Start by democratizing cost data to engineers working on the migration.
The key to a smooth and cost-optimized migration isn’t just about cloud financial planning or a fancy report — it’s about a cultural transformation, which starts with democratizing cost to the engineering organization.
The value of a fast feedback loop is well understood in DevOps. High performing engineering teams have all kinds of alerts and context built into everything from their CI/CD pipelines to their incident monitoring programs.
It’s also well understood that every broken build or PagerDuty alarm isn’t just about fixing a point in time problem. Every issue is a learning opportunity that gives engineering teams a deeper understanding of what they’re working on, which they can proactively incorporate into their future work.
This kind of thinking has been codified with run books and post mortems, but goes beyond the formal venues — it provides insight that helps engineers make better, day-to-day decisions. And over time those decisions compound.
So what does this look like for cloud cost during a migration?
Cloud cost should be treated like any other metric in DevOps. Engineers should have visibility into the product they’re working on, with the context they need to make sense of it and take action. Feedback should come in fast cycles to the teams responsible — and these also need context.
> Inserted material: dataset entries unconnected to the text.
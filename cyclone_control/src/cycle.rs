//! Cooperative control cycle.
//!
//! A single task owns the `ControlScheduler` and multiplexes two sources:
//! operator commands from the mpsc channel and the tick timer of the running
//! mode. The select is biased towards commands, so a stop or disconnect that
//! is already queued always wins over a pending tick.
//!
//! ## Tick timer
//! Created when a mode starts (first tick one interval later), dropped when it
//! stops. Missed ticks are delayed rather than bursted, which keeps the wire
//! cadence steady after a slow send.

use crate::console::input::{HELP, OperatorCommand};
use crate::console::panel::ConsolePanel;
use crate::error::ControlError;
use crate::presentation::{Presenter, Severity, StatusUpdate};
use crate::scheduler::ControlScheduler;
use cyclone_common::state::ModeKind;
use cyclone_common::types::PeriodicField;
use std::ops::ControlFlow;
use std::sync::Arc;
use std::time::Duration;
use tokio::sync::mpsc;
use tokio::time::{Instant, Interval, MissedTickBehavior, interval_at};
use tracing::{debug, info, warn};

/// Command loop around one scheduler.
pub struct CycleRunner {
    scheduler: ControlScheduler,
    panel: Arc<ConsolePanel>,
    mode: ModeKind,
    commands: mpsc::Receiver<OperatorCommand>,
}

impl CycleRunner {
    /// Runner driving `mode` (the variant chosen on the command line).
    pub fn new(
        scheduler: ControlScheduler,
        panel: Arc<ConsolePanel>,
        mode: ModeKind,
        commands: mpsc::Receiver<OperatorCommand>,
    ) -> Self {
        Self {
            scheduler,
            panel,
            mode,
            commands,
        }
    }

    /// Run until `Quit` or until every command sender is gone, then stop and
    /// disconnect. Returns the scheduler for inspection.
    pub async fn run(mut self) -> ControlScheduler {
        info!("Cycle runner started ({} mode)", self.mode);
        let mut ticker: Option<Interval> = None;
        let mut ticking: Option<ModeKind> = None;

        loop {
            tokio::select! {
                biased;

                command = self.commands.recv() => {
                    let Some(command) = command else {
                        debug!("Command channel closed");
                        break;
                    };
                    if self.handle(command).await.is_break() {
                        break;
                    }
                }

                () = next_tick(&mut ticker) => {
                    self.scheduler.tick().await;
                }
            }

            let running = self.scheduler.active_mode();
            if running != ticking {
                ticker = running.map(|kind| tick_timer(self.scheduler.tick_interval(kind)));
                ticking = running;
            }
        }

        self.scheduler.shutdown().await;
        info!("Cycle runner stopped");
        self.scheduler
    }

    async fn handle(&mut self, command: OperatorCommand) -> ControlFlow<()> {
        debug!("Operator command: {command:?}");
        let result = match command {
            OperatorCommand::Connect => self.scheduler.connect().await,
            OperatorCommand::Disconnect => self.scheduler.disconnect().await,
            OperatorCommand::Toggle => self.scheduler.toggle_mode(self.mode).await,
            OperatorCommand::Start => self.scheduler.start_mode(self.mode),
            OperatorCommand::Stop => self.scheduler.stop_mode().await,
            OperatorCommand::Set(field, value) => {
                self.adjust(field, value);
                Ok(())
            }
            OperatorCommand::Status => {
                self.show_summary();
                Ok(())
            }
            OperatorCommand::Help => {
                self.panel.show_status(StatusUpdate::new(HELP, Severity::Info));
                Ok(())
            }
            OperatorCommand::Quit => {
                info!("Quit requested");
                return ControlFlow::Break(());
            }
        };
        self.report(result);
        ControlFlow::Continue(())
    }

    fn adjust(&self, field: PeriodicField, value: u32) {
        if self.mode != ModeKind::Periodic {
            self.panel.show_status(StatusUpdate::new(
                format!("{field} is not adjustable in {} mode", self.mode),
                Severity::Warning,
            ));
            return;
        }
        let config = self.panel.set_field(field, value);
        info!(
            "Settings: speed {} ±{}, reversal every {} ±{} ticks",
            config.base_speed, config.speed_jitter, config.base_period_steps, config.period_jitter
        );
        self.panel.show_status(StatusUpdate::new(
            format!(
                "speed {} ±{}, reversal every {} ±{} ticks",
                config.base_speed,
                config.speed_jitter,
                config.base_period_steps,
                config.period_jitter
            ),
            Severity::Info,
        ));
    }

    fn show_summary(&self) {
        let stats = self.scheduler.stats();
        let mut text = format!(
            "{} | {} | {} ticks, {} failed sends",
            self.scheduler.device().address,
            self.scheduler.state(),
            stats.ticks,
            stats.failed_sends
        );
        if self.mode == ModeKind::Periodic {
            let config = self.panel.periodic_config();
            text.push_str(&format!(
                " | speed {} ±{}, period {} ±{}",
                config.base_speed, config.speed_jitter, config.base_period_steps, config.period_jitter
            ));
        }
        self.panel.show_status(StatusUpdate::new(text, Severity::Info));
    }

    fn report(&self, result: Result<(), ControlError>) {
        match result {
            Ok(()) => {}
            Err(e) if e.is_rejection() => {
                warn!("{e}");
                self.panel
                    .show_status(StatusUpdate::new(e.to_string(), Severity::Warning));
            }
            // Transport failures already reached the panel through the scheduler.
            Err(e) => debug!("Command failed: {e}"),
        }
    }
}

fn tick_timer(period: Duration) -> Interval {
    let mut timer = interval_at(Instant::now() + period, period);
    timer.set_missed_tick_behavior(MissedTickBehavior::Delay);
    timer
}

async fn next_tick(ticker: &mut Option<Interval>) {
    match ticker {
        Some(timer) => {
            timer.tick().await;
        }
        None => std::future::pending::<()>().await,
    }
}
Here’s an example from a company we work with. An engineer was working on a SaaS app that pulled data from customer environments to report on it in a dashboard. He wanted to provide the best experience possible to the customer, so he built it so that an API call automatically pulled data every five minutes. What he didn’t think about was that each of those API calls cost money. With a fast feedback loop to show him how the cost of his app changed, he was able to see that the API calls were costing a lot of money. Instead, he worked with his manager to determine that for this feature, a nightly automatic data pull would be sufficient, along with a button that allowed the customer to refresh on demand.
Without that fast feedback, the engineer would not have known about the cost of the feature he built — nor would he have been able to make a quick adjustment.
Next, connect engineering decisions to business KPIs.
Since the very purpose of a migration to AWS is about ensuring your bills scale with your business — the next dimension of visibility you need is to understand how your cost aligns with your business.
Instead of simply focusing on how much you spend per AWS account or on EC2 instances, you need to ensure you have visibility into the cost of different parts of your business, like products, features, and customers. This will help you understand where your revenue model is aligned with your cost — and where you might be spending more than you’re making. This will help you make more strategic decisions about where you can optimize — and differentiate between healthy growth and excess spend.
CloudZero can provide you with visibility during a migration.
CloudZero helps you by aligning cost to the projects, features, or dev teams that are meaningful to you during your migration — then gives engineers the context and visibility they need to become cost aware.
Instead of traditonal optimization — engineering team are enabled with cloud cost intelligence that helps them proactively optimize their architecture.
This is core to our belief that cloud cost intelligence is the new way for companies to optimize their cloud spend.
Here’s how the principal technical architect at ResponseTap put it, “When we start projects, we can closely monitor the cost to make sure that they are what we expected them to be — and we can react quickly if they’re not. If we’re building a new service, we can see quite clearly how our costs are affected as soon as it starts to take traffic.”